[[ The data open ]]

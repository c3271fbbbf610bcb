//! Field-level tolerant deserialization.
//!
//! Upstream payloads occasionally carry nulls, strings where numbers belong,
//! or missing objects. A bad field must not take the whole record down with
//! it, so optional fields are read as raw JSON first and converted
//! afterwards; anything that fails conversion becomes `None`.

use serde::de::DeserializeOwned;
use serde::{Deserialize, Deserializer};
use serde_json::Value;

pub(crate) fn lenient<'de, D, T>(deserializer: D) -> Result<Option<T>, D::Error>
where
    D: Deserializer<'de>,
    T: DeserializeOwned,
{
    let value = Value::deserialize(deserializer)?;
    if value.is_null() {
        return Ok(None);
    }
    Ok(serde_json::from_value(value).ok())
}

/// Like [`lenient`] for fields that fall back to their default value.
pub(crate) fn lenient_or_default<'de, D, T>(deserializer: D) -> Result<T, D::Error>
where
    D: Deserializer<'de>,
    T: DeserializeOwned + Default,
{
    lenient(deserializer).map(Option::unwrap_or_default)
}
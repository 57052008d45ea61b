//! Error type shared by every repository function and Tauri command.

use serde::{Serialize, Serializer};
use thiserror::Error;

#[derive(Debug, Error)]
pub enum CrmError {
    #[error("database error: {0}")]
    Database(#[from] rusqlite::Error),

    #[error("{entity} not found: {id}")]
    NotFound { entity: &'static str, id: i64 },

    #[error("phone number {phone} already belongs to lead {existing_id}")]
    DuplicatePhone { phone: String, existing_id: i64 },

    #[error("invalid input: {0}")]
    Validation(String),

    #[error("config error: {0}")]
    Config(#[from] ::config::ConfigError),

    #[error("io error: {0}")]
    Io(#[from] std::io::Error),

    #[error("serialization error: {0}")]
    Serialization(#[from] serde_json::Error),

    #[error("database connection lock poisoned")]
    LockPoisoned,
}

impl CrmError {
    pub(crate) fn not_found(entity: &'static str, id: i64) -> Self {
        CrmError::NotFound { entity, id }
    }

    pub(crate) fn invalid(message: impl Into<String>) -> Self {
        CrmError::Validation(message.into())
    }
}

// The webview only needs the message.
impl Serialize for CrmError {
    fn serialize<S: Serializer>(&self, serializer: S) -> Result<S::Ok, S::Error> {
        serializer.serialize_str(&self.to_string())
    }
}

pub type CrmResult<T> = Result<T, CrmError>;

#[cfg(test)]
mod tests {
    use super::*;

    #[test]
    fn serializes_as_message() {
        let err = CrmError::not_found("client", 7);
        let json = serde_json::to_string(&err).expect("serialize");
        assert_eq!(json, "\"client not found: 7\"");
    }
}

[[ The data closed ]]

▶ Your instructions: In the entries above, find each line that includes the string "invalid" and copy it.

▶ Answer to the exercise:
    #[error("invalid input: {0}")]
    pub(crate) fn invalid(message: impl Into<String>) -> Self {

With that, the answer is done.